ITALIAN MEP URGES WEST TO KEEP UP POSTELECTION PRESSURE ON EGYPT, AFGHANISTAN

Cecilia Zecchinelli
Il Corriere della Sera

The interview has been published by Il Corriere della Sera on September 10, 2005


Cairo. Emma Bonino knows Egypt well, as she has had a home there for years and has been taking a passionate interest in the major Arab country's laborious advance in the direction of democratization. However, she was not in Cairo, as she would have wished, for Wednesday's first-ever presidential election with several candidates. The Radical member of the European Parliament, formerly EU commmissioner for humanitarian aid, is currently in Afghanistan as leader of the delegation of European observers in the approach to the 18 September parliamentary and provincial elections. We called her on the phone.

So is this poll in Egypt really "historic"? Mubarak [Husni, returned Egyptian president] has won a landslide victory, and many people are denouncing rigging.

I take the view that "democracy" is a process, and that there are historical stages in every country in which "the process" is almost more important than the immediate outcome. From that point of view, I believe that the Egyptian election has been a "historic", albeit not a totally democratic event, as the foreign media and local observers have demonstrated in full. However, the elements of historic change in this poll will lose all meaning unless the government and the Egyptians move on rapidly and convincingly towards further horizons. If it is truly to go down in history, Egypt must put real mechanisms in place to cut down on fraud right from the next parliamentary election, in November.

Almost everybody in Cairo is saying that democratization is now unstoppable. Do you not agree?

There is nothing automatic or unstoppable about these processes anywhere. Only determination and constant vigilance on the part of the public, the political leaders, and the international community will ensure that the process does not peter out.
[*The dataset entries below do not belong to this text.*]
//! User repository for database operations.
//!
//! The user table is the credential store: it owns the email/password-hash
//! pairs and profile fields. Everything else reaches users through the
//! operations here.

use chrono::{DateTime, Utc};
use sqlx::PgPool;

use beauty_queen_core::{Email, UserId};

use super::RepositoryError;
use crate::models::User;

/// Internal row type for database queries.
#[derive(Debug, sqlx::FromRow)]
struct UserRow {
    id: i32,
    email: String,
    name: String,
    phone: Option<String>,
    created_at: DateTime<Utc>,
    updated_at: DateTime<Utc>,
}

impl TryFrom<UserRow> for User {
    type Error = RepositoryError;

    fn try_from(row: UserRow) -> Result<Self, Self::Error> {
        let email = Email::parse(&row.email).map_err(|e| {
            RepositoryError::DataCorruption(format!("invalid email in database: {e}"))
        })?;

        Ok(Self {
            id: UserId::new(row.id),
            email,
            name: row.name,
            phone: row.phone,
            created_at: row.created_at,
            updated_at: row.updated_at,
        })
    }
}

/// Repository for user database operations.
pub struct UserRepository<'a> {
    pool: &'a PgPool,
}

impl<'a> UserRepository<'a> {
    /// Create a new user repository.
    #[must_use]
    pub const fn new(pool: &'a PgPool) -> Self {
        Self { pool }
    }

    /// Get a user by their email address.
    ///
    /// # Errors
    ///
    /// Returns `RepositoryError::Database` if the query fails.
    /// Returns `RepositoryError::DataCorruption` if the stored email is invalid.
    pub async fn get_by_email(&self, email: &Email) -> Result<Option<User>, RepositoryError> {
        let row = sqlx::query_as::<_, UserRow>(
            r"
            SELECT id, email, name, phone, created_at, updated_at
            FROM app_user
            WHERE email = $1
            ",
        )
        .bind(email)
        .fetch_optional(self.pool)
        .await?;

        row.map(TryInto::try_into).transpose()
    }

    /// Get a user by their ID.
    ///
    /// # Errors
    ///
    /// Returns `RepositoryError::Database` if the query fails.
    /// Returns `RepositoryError::DataCorruption` if the stored email is invalid.
    pub async fn get_by_id(&self, id: UserId) -> Result<Option<User>, RepositoryError> {
        let row = sqlx::query_as::<_, UserRow>(
            r"
            SELECT id, email, name, phone, created_at, updated_at
            FROM app_user
            WHERE id = $1
            ",
        )
        .bind(id)
        .fetch_optional(self.pool)
        .await?;

        row.map(TryInto::try_into).transpose()
    }

    /// Check whether an account exists for the email.
    ///
    /// # Errors
    ///
    /// Returns `RepositoryError::Database` if the query fails.
    pub async fn exists(&self, email: &Email) -> Result<bool, RepositoryError> {
        let exists = sqlx::query_scalar::<_, bool>(
            r"
            SELECT EXISTS(SELECT 1 FROM app_user WHERE email = $1)
            ",
        )
        .bind(email)
        .fetch_one(self.pool)
        .await?;

        Ok(exists)
    }

    /// Create a new user.
    ///
    /// # Errors
    ///
    /// Returns `RepositoryError::Conflict` if the email already exists.
    /// Returns `RepositoryError::Database` for other database errors.
    pub async fn create(
        &self,
        email: &Email,
        password_hash: &str,
        name: &str,
        phone: Option<&str>,
    ) -> Result<User, RepositoryError> {
        let row = sqlx::query_as::<_, UserRow>(
            r"
            INSERT INTO app_user (email, password_hash, name, phone)
            VALUES ($1, $2, $3, $4)
            RETURNING id, email, name, phone, created_at, updated_at
            ",
        )
        .bind(email)
        .bind(password_hash)
        .bind(name)
        .bind(phone)
        .fetch_one(self.pool)
        .await
        .map_err(|e| {
            if let sqlx::Error::Database(ref db_err) = e
                && db_err.is_unique_violation()
            {
                return RepositoryError::Conflict("email already exists".to_owned());
            }
            RepositoryError::Database(e)
        })?;

        row.try_into()
    }

    /// Get a user's password hash by email.
    ///
    /// Returns `None` if the user doesn't exist.
    ///
    /// # Errors
    ///
    /// Returns `RepositoryError::Database` if the query fails.
    pub async fn get_password_hash(
        &self,
        email: &Email,
    ) -> Result<Option<(User, String)>, RepositoryError> {
        #[derive(sqlx::FromRow)]
        struct UserWithHashRow {
            #[sqlx(flatten)]
            user: UserRow,
            password_hash: String,
        }

        let row = sqlx::query_as::<_, UserWithHashRow>(
            r"
            SELECT id, email, name, phone, created_at, updated_at, password_hash
            FROM app_user
            WHERE email = $1
            ",
        )
        .bind(email)
        .fetch_optional(self.pool)
        .await?;

        let Some(r) = row else {
            return Ok(None);
        };

        let user: User = r.user.try_into()?;
        Ok(Some((user, r.password_hash)))
    }

    /// Replace a user's password hash.
    ///
    /// # Errors
    ///
    /// Returns `RepositoryError::NotFound` if no account exists for the email.
    /// Returns `RepositoryError::Database` for other database errors.
    pub async fn update_password(
        &self,
        email: &Email,
        password_hash: &str,
    ) -> Result<(), RepositoryError> {
        let result = sqlx::query(
            r"
            UPDATE app_user
            SET password_hash = $1, updated_at = now()
            WHERE email = $2
            ",
        )
        .bind(password_hash)
        .bind(email)
        .execute(self.pool)
        .await?;

        if result.rows_affected() == 0 {
            return Err(RepositoryError::NotFound);
        }

        Ok(())
    }
}
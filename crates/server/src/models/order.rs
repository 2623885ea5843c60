//! Order models.

use chrono::{DateTime, Utc};
use serde::{Deserialize, Serialize};

use beauty_queen_core::{
    OrderId, OrderItemId, OrderStatus, PaymentMethod, PaymentStatus, Price, ProductId, UserId,
};

/// Shipping destination captured at order time.
#[derive(Debug, Clone, Serialize, Deserialize)]
pub struct ShippingAddress {
    pub name: String,
    pub phone: String,
    pub address: String,
    pub city: String,
    pub state: String,
    pub pincode: String,
}

/// A single order line. The unit price is a snapshot from order time.
#[derive(Debug, Clone, Serialize)]
pub struct OrderItem {
    pub id: OrderItemId,
    pub product_id: ProductId,
    pub quantity: i32,
    pub unit_price: Price,
}

/// A placed order with its line items.
#[derive(Debug, Clone, Serialize)]
pub struct Order {
    pub id: OrderId,
    pub user_id: UserId,
    pub total_amount: Price,
    pub shipping: ShippingAddress,
    pub payment_method: PaymentMethod,
    pub payment_status: PaymentStatus,
    pub order_status: OrderStatus,
    pub created_at: DateTime<Utc>,
    pub items: Vec<OrderItem>,
}
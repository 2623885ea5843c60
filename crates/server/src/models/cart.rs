//! Shopping cart model.

use serde::Serialize;

use beauty_queen_core::{CartItemId, Price};

use super::Product;

/// A cart line with its product data embedded, as the API returns it.
#[derive(Debug, Clone, Serialize)]
pub struct CartLine {
    /// Cart line identifier.
    pub id: CartItemId,
    /// The product in the cart.
    pub product: Product,
    /// Requested quantity (always > 0).
    pub quantity: i32,
}

impl CartLine {
    /// Line total: unit price times quantity.
    #[must_use]
    pub fn line_total(&self) -> Price {
        self.product
            .price
            .times(u32::try_from(self.quantity).unwrap_or(0))
    }
}

#[cfg(test)]
#[allow(clippy::unwrap_used)]
mod tests {
    use chrono::Utc;
    use rust_decimal::Decimal;

    use beauty_queen_core::{CurrencyCode, ProductId};

    use super::*;

    #[test]
    fn test_line_total() {
        let line = CartLine {
            id: CartItemId::new(1),
            product: Product {
                id: ProductId::new(1),
                name: "Rose Lip Balm".to_owned(),
                description: String::new(),
                price: Price::new(Decimal::new(19_900, 2), CurrencyCode::INR),
                image_url: None,
                category: "lips".to_owned(),
                stock: 10,
                created_at: Utc::now(),
            },
            quantity: 2,
        };

        assert_eq!(line.line_total().amount, Decimal::new(39_800, 2));
    }
}
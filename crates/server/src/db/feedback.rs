//! Feedback repository for database operations.

use chrono::{DateTime, Utc};
use sqlx::PgPool;

use beauty_queen_core::{Email, FeedbackId, FeedbackStatus, UserId};

use super::RepositoryError;
use crate::models::Feedback;

/// Internal row type for database queries.
#[derive(Debug, sqlx::FromRow)]
struct FeedbackRow {
    id: i32,
    user_id: Option<i32>,
    name: String,
    email: String,
    subject: String,
    message: String,
    rating: Option<i32>,
    status: FeedbackStatus,
    created_at: DateTime<Utc>,
}

impl TryFrom<FeedbackRow> for Feedback {
    type Error = RepositoryError;

    fn try_from(row: FeedbackRow) -> Result<Self, Self::Error> {
        let email = Email::parse(&row.email).map_err(|e| {
            RepositoryError::DataCorruption(format!("invalid email in database: {e}"))
        })?;

        Ok(Self {
            id: FeedbackId::new(row.id),
            user_id: row.user_id.map(UserId::new),
            name: row.name,
            email,
            subject: row.subject,
            message: row.message,
            rating: row.rating,
            status: row.status,
            created_at: row.created_at,
        })
    }
}

/// Repository for feedback database operations.
pub struct FeedbackRepository<'a> {
    pool: &'a PgPool,
}

impl<'a> FeedbackRepository<'a> {
    /// Create a new feedback repository.
    #[must_use]
    pub const fn new(pool: &'a PgPool) -> Self {
        Self { pool }
    }

    /// Store a feedback submission.
    ///
    /// # Errors
    ///
    /// Returns `RepositoryError::Database` if the insert fails.
    pub async fn create(
        &self,
        user_id: Option<UserId>,
        name: &str,
        email: &Email,
        subject: &str,
        message: &str,
        rating: Option<i32>,
    ) -> Result<Feedback, RepositoryError> {
        let row = sqlx::query_as::<_, FeedbackRow>(
            r"
            INSERT INTO feedback (user_id, name, email, subject, message, rating)
            VALUES ($1, $2, $3, $4, $5, $6)
            RETURNING id, user_id, name, email, subject, message, rating, status, created_at
            ",
        )
        .bind(user_id)
        .bind(name)
        .bind(email)
        .bind(subject)
        .bind(message)
        .bind(rating)
        .fetch_one(self.pool)
        .await?;

        row.try_into()
    }

    /// List all feedback, newest first.
    ///
    /// # Errors
    ///
    /// Returns `RepositoryError::Database` if the query fails.
    pub async fn list_all(&self) -> Result<Vec<Feedback>, RepositoryError> {
        let rows = sqlx::query_as::<_, FeedbackRow>(
            r"
            SELECT id, user_id, name, email, subject, message, rating, status, created_at
            FROM feedback
            ORDER BY created_at DESC
            ",
        )
        .fetch_all(self.pool)
        .await?;

        rows.into_iter().map(TryInto::try_into).collect()
    }
}
//! Application state shared across handlers.

use std::sync::Arc;
use std::time::Duration;

use moka::future::Cache;
use sqlx::PgPool;

use crate::config::ServerConfig;
use crate::models::Product;
use crate::services::email::EmailService;
use crate::services::otp::OtpService;
use crate::services::token::TokenService;

/// How long a cached product listing stays fresh.
const PRODUCT_CACHE_TTL: Duration = Duration::from_secs(60);

/// How often the OTP retention sweep runs.
const OTP_SWEEP_INTERVAL: Duration = Duration::from_secs(60);

/// Error creating application state.
#[derive(Debug, thiserror::Error)]
pub enum StateError {
    #[error("smtp transport error: {0}")]
    Smtp(#[from] lettre::transport::smtp::Error),
}

/// Application state shared across all handlers.
///
/// This struct is cheaply cloneable via `Arc` and provides access to
/// shared resources like the database pool and configuration.
#[derive(Clone)]
pub struct AppState {
    inner: Arc<AppStateInner>,
}

struct AppStateInner {
    config: ServerConfig,
    pool: PgPool,
    tokens: TokenService,
    email: Option<EmailService>,
    product_cache: Cache<String, Arc<Vec<Product>>>,
}

impl AppState {
    /// Create a new application state.
    ///
    /// # Errors
    ///
    /// Returns an error if the SMTP transport cannot be configured.
    pub fn new(config: ServerConfig, pool: PgPool) -> Result<Self, StateError> {
        let tokens = TokenService::new(&config.jwt_secret);

        let email = match &config.email {
            Some(email_config) => Some(EmailService::new(email_config)?),
            None => {
                tracing::warn!("SMTP not configured - OTP issuance will fail until it is");
                None
            }
        };

        let product_cache = Cache::builder().time_to_live(PRODUCT_CACHE_TTL).build();

        Ok(Self {
            inner: Arc::new(AppStateInner {
                config,
                pool,
                tokens,
                email,
                product_cache,
            }),
        })
    }

    /// Get a reference to the server configuration.
    #[must_use]
    pub fn config(&self) -> &ServerConfig {
        &self.inner.config
    }

    /// Get a reference to the database connection pool.
    #[must_use]
    pub fn pool(&self) -> &PgPool {
        &self.inner.pool
    }

    /// Get a reference to the token service.
    #[must_use]
    pub fn tokens(&self) -> &TokenService {
        &self.inner.tokens
    }

    /// Get a reference to the email service, if SMTP is configured.
    #[must_use]
    pub fn email(&self) -> Option<&EmailService> {
        self.inner.email.as_ref()
    }

    /// Get a reference to the product listing cache.
    #[must_use]
    pub fn product_cache(&self) -> &Cache<String, Arc<Vec<Product>>> {
        &self.inner.product_cache
    }

    /// Spawn the background OTP retention sweep.
    ///
    /// Old codes are removed on a fixed cadence whether or not they were
    /// used; nobody prunes them by hand.
    pub fn start_otp_sweeper(&self) {
        let pool = self.inner.pool.clone();

        tokio::spawn(async move {
            let mut ticker = tokio::time::interval(OTP_SWEEP_INTERVAL);
            // First tick fires immediately; skip it so startup isn't racing
            // migrations in dev.
            ticker.tick().await;

            loop {
                ticker.tick().await;

                let otps = OtpService::new(&pool, None);
                match otps.sweep_stale().await {
                    Ok(0) => {}
                    Ok(removed) => {
                        tracing::debug!(removed, "Swept stale OTP codes");
                    }
                    Err(e) => {
                        tracing::warn!(error = %e, "OTP sweep failed");
                    }
                }
            }
        });
    }
}
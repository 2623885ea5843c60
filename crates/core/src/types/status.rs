//! Status enums for orders and feedback.

use serde::{Deserialize, Serialize};

/// How the customer chose to pay for an order.
///
/// Online payment collection happens with an external provider; the backend
/// only records the chosen method and the resulting payment status.
#[derive(Debug, Clone, Copy, PartialEq, Eq, Hash, Serialize, Deserialize, Default)]
#[cfg_attr(feature = "postgres", derive(sqlx::Type))]
#[cfg_attr(
    feature = "postgres",
    sqlx(type_name = "payment_method", rename_all = "snake_case")
)]
#[serde(rename_all = "snake_case")]
pub enum PaymentMethod {
    /// Cash on delivery.
    #[default]
    Cod,
    /// Card payment collected out of band.
    Card,
}

/// Payment state of an order.
#[derive(Debug, Clone, Copy, PartialEq, Eq, Hash, Serialize, Deserialize, Default)]
#[cfg_attr(feature = "postgres", derive(sqlx::Type))]
#[cfg_attr(
    feature = "postgres",
    sqlx(type_name = "payment_status", rename_all = "snake_case")
)]
#[serde(rename_all = "snake_case")]
pub enum PaymentStatus {
    #[default]
    Pending,
    Completed,
    Failed,
}

/// Fulfillment state of an order.
#[derive(Debug, Clone, Copy, PartialEq, Eq, Hash, Serialize, Deserialize, Default)]
#[cfg_attr(feature = "postgres", derive(sqlx::Type))]
#[cfg_attr(
    feature = "postgres",
    sqlx(type_name = "order_status", rename_all = "snake_case")
)]
#[serde(rename_all = "snake_case")]
pub enum OrderStatus {
    #[default]
    Pending,
    Processing,
    Shipped,
    Delivered,
    Cancelled,
}

/// Triage state of a feedback submission.
#[derive(Debug, Clone, Copy, PartialEq, Eq, Hash, Serialize, Deserialize, Default)]
#[cfg_attr(feature = "postgres", derive(sqlx::Type))]
#[cfg_attr(
    feature = "postgres",
    sqlx(type_name = "feedback_status", rename_all = "snake_case")
)]
#[serde(rename_all = "snake_case")]
pub enum FeedbackStatus {
    #[default]
    New,
    Read,
    Replied,
}

#[cfg(test)]
#[allow(clippy::unwrap_used)]
mod tests {
    use super::*;

    #[test]
    fn test_defaults() {
        assert_eq!(PaymentMethod::default(), PaymentMethod::Cod);
        assert_eq!(PaymentStatus::default(), PaymentStatus::Pending);
        assert_eq!(OrderStatus::default(), OrderStatus::Pending);
        assert_eq!(FeedbackStatus::default(), FeedbackStatus::New);
    }

    #[test]
    fn test_serde_snake_case() {
        assert_eq!(
            serde_json::to_string(&PaymentMethod::Cod).unwrap(),
            "\"cod\""
        );
        assert_eq!(
            serde_json::to_string(&OrderStatus::Shipped).unwrap(),
            "\"shipped\""
        );
        let status: PaymentStatus = serde_json::from_str("\"completed\"").unwrap();
        assert_eq!(status, PaymentStatus::Completed);
    }
}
Do you fear a clampdown by the leader?

It really strikes me as too late in the day: Too many floodlights have been switched on, at home and abroad. And leaving aside very many people's anger at the vote rigging, unprecedented, even unhoped-for developments have taken place in Egypt of late: electoral rallies that have generally not been quashed, open press criticism of the leader in person, and even a reawakening of the Egyptian intelligentsia, which has long been torpid.

What will the next test be, apart from the parliamentary elections in two months' time?

Seeing whether Mubarak will feel "pledged/forced" to honour the promises on reforms, commencing with that of the emergency laws that ban the bulk of political activity; whether the judges will continue their struggle for autonomy; whether Ayman Nur (who came second in the presidential poll and was accused of fraud early in the year - Corriere della Sera editor's note) will get a trial seen to be fair, and whether we ourselves make it clear that the past elections [word(s) omitted?] only as the first of further positive steps in the direction of a genuine democratic system.

Might it not be that loosening up will lead to the emergence of radical Islamic forces in Egypt?

I do not think so at all: Like in Afghanistan, I am seeing by the day that no one looks to Islamic theocracy as a model any more, if they ever did. I was in Kandahar, the Taleban headquarters from 1996 to 2001, yesterday, and in none of the candidates I met, of whatever persuasion, did I see nostalgia for that system and that period. The women candidates in particular struck me as so determined. If I look at this snapshot of present-day Afghanistan and recall the one for 1997... I am moved to think what change can come about in such a short time.

Do you not fear backsliding in Afghanistan as well?

If the international community and we Europeans do not keep up our determined, strict backing, everything can revert to chaos, not least under the influence of Pakistan and Iran. But, as Saudi Prince Talal wrote a few days ago, political reform is the antidote to chaos in the Middle East, the only one possible, not the road to chaos that many people, in our countries and theirs, claim.

What is the next engagement in your diary?

The event on which I have been working with the "There Is No Peace Without Justice" NGO [nongovernmental organization] for months: a major governmental and nongovernmental conference on political processes and scope for democracy, which is to be held in Morocco in early October under the auspices of Italy, Turkey, and Yemen. It will not have sexy, headline-grabbing features, but I hope [Foreign, Deputy Prime] Minister [Gianfranco] Fini will not miss the event and that everybody will realize at last that the "processes" play a crucial, maybe not sensational, but indispensable building role.